My solution: After using the program to stamp page numbers, I "save as" the document with a trailing "-p", and keep the original for later use. Thus I always have an alternative without the renderable text, as well as a pristine original in case I find that the pages need to be reordered and repaginated at a later date.
Posted by: M. Sean Fosmire | April 16, 2006 at 11:59 PM
Dear Sir,
Our Team have 5 Year's Experience in this Field's, and we have 10 system's & 25 Man Power 3 Shift's to Work with Good Quailty of 99.995 % Quality of Output. Is ther'e any Outsouring for Pdf to Doc.
Best Regard's
A.Shankar.
Aarks Solutions
Mob :- +919884332298.
Land Line :- +914443552298.
Posted by: A.Shankar | April 19, 2006 at 01:47 AM
Somebody always looking to make a buck.
Anyway, Readiris Pro 11 for OS X does a good job of OCR. It provides the text beneath the scanned image option for PDFs. I would recommend trying that out for 30 days and see if you are happy with the results. Acrobat is just too costly for me.
Posted by: Kurtois | April 21, 2006 at 12:32 AM
Cutepdf Professional is 49.95 and it does Bates stamping of PDF documents. www.cutepdf.com.
Posted by: Robert | May 13, 2006 at 09:38 PM
A reccomended workflow is to scan to TIFF, stamp number, convert to PDF, and then OCR. The number is part of the image, but is: 1) clear and usually gives a clean / accurate result; and 2) can easily be referenced and included as metadata (either keyword or custom document property) in the PDF.

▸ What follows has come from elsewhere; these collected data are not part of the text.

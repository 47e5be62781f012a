//! Criteria Builder — turns a query or structured filter config into the
//! natural-language criteria block embedded in every classification prompt.

use std::fmt;
use std::path::Path;

use anyhow::Context;
use serde::{Deserialize, Serialize};

use crate::errors::AppError;

/// Structured filter config, usually loaded from `--filter-config <file>.json`.
#[derive(Debug, Clone, Default, PartialEq, Serialize, Deserialize)]
#[serde(default)]
pub struct FilterSpec {
    pub company: Option<String>,
    pub company_aliases: Vec<String>,
    pub roles: Vec<String>,
    pub graduation_years: Vec<GraduationYear>,
    pub require_current: bool,
    pub extra: Option<String>,
}

/// Graduation years appear as both numbers and strings in hand-written configs.
#[derive(Debug, Clone, PartialEq, Serialize, Deserialize)]
#[serde(untagged)]
pub enum GraduationYear {
    Number(i64),
    Text(String),
}

impl fmt::Display for GraduationYear {
    fn fmt(&self, f: &mut fmt::Formatter<'_>) -> fmt::Result {
        match self {
            GraduationYear::Number(n) => write!(f, "{n}"),
            GraduationYear::Text(s) => f.write_str(s),
        }
    }
}

impl FilterSpec {
    pub fn load(path: &Path) -> Result<Self, AppError> {
        let raw = std::fs::read_to_string(path)
            .with_context(|| format!("Failed to read filter config {}", path.display()))?;
        Ok(serde_json::from_str(&raw)?)
    }
}

/// Builds the criteria string shared by every candidate in a run.
///
/// Structured fields win over the query when at least one is populated;
/// lines always appear in the order company, roles, years, current, extra.
pub fn build_criteria(query: &str, spec: Option<&FilterSpec>) -> String {
    let Some(spec) = spec else {
        return query.to_string();
    };

    let mut parts = Vec::new();

    if let Some(company) = spec.company.as_deref().filter(|c| !c.is_empty()) {
        let mut company_str = company.to_string();
        if !spec.company_aliases.is_empty() {
            company_str.push_str(&format!(
                " (also known as: {})",
                spec.company_aliases.join(", ")
            ));
        }
        parts.push(format!("- Target company: {company_str}"));
    }

    if !spec.roles.is_empty() {
        parts.push(format!("- Target roles: {}", spec.roles.join(", ")));
    }

    if !spec.graduation_years.is_empty() {
        let years: Vec<String> = spec.graduation_years.iter().map(|y| y.to_string()).collect();
        parts.push(format!("- Graduation years: {}", years.join(", ")));
    }

    if spec.require_current {
        parts.push("- Must be CURRENTLY at the target company (not former)".to_string());
    }

    if let Some(extra) = spec.extra.as_deref().filter(|e| !e.is_empty()) {
        parts.push(format!("- Additional: {extra}"));
    }

    if parts.is_empty() {
        query.to_string()
    } else {
        parts.join("\n")
    }
}
pub mod candidate;
pub mod history;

Posted by: Noah Katz | June 01, 2006 at 11:24 AM
DMI is a document management company that specializes in high volume PDF conversion from paper and microfilm / microfiche. We have had this and several other problems when trying to convert high volumes of images (10's or 100's of thousands) into fully text searchable PDF using Adobe products. Finally, out of frustration, we wrote our own conversion tools which are extremely accurate, FAST and reliable. Although not currently retail ready due to licensing issues, we will perform PDF conversion from TIFF images using our software for an extremely reasonable rate. We have a server bank capable of doing about 30,000 images per day to full text PDF from TIFF. Please EMAIL me or call (1-800-DMI-4210) if interested or if I can be of assitance in any other way. Thank you!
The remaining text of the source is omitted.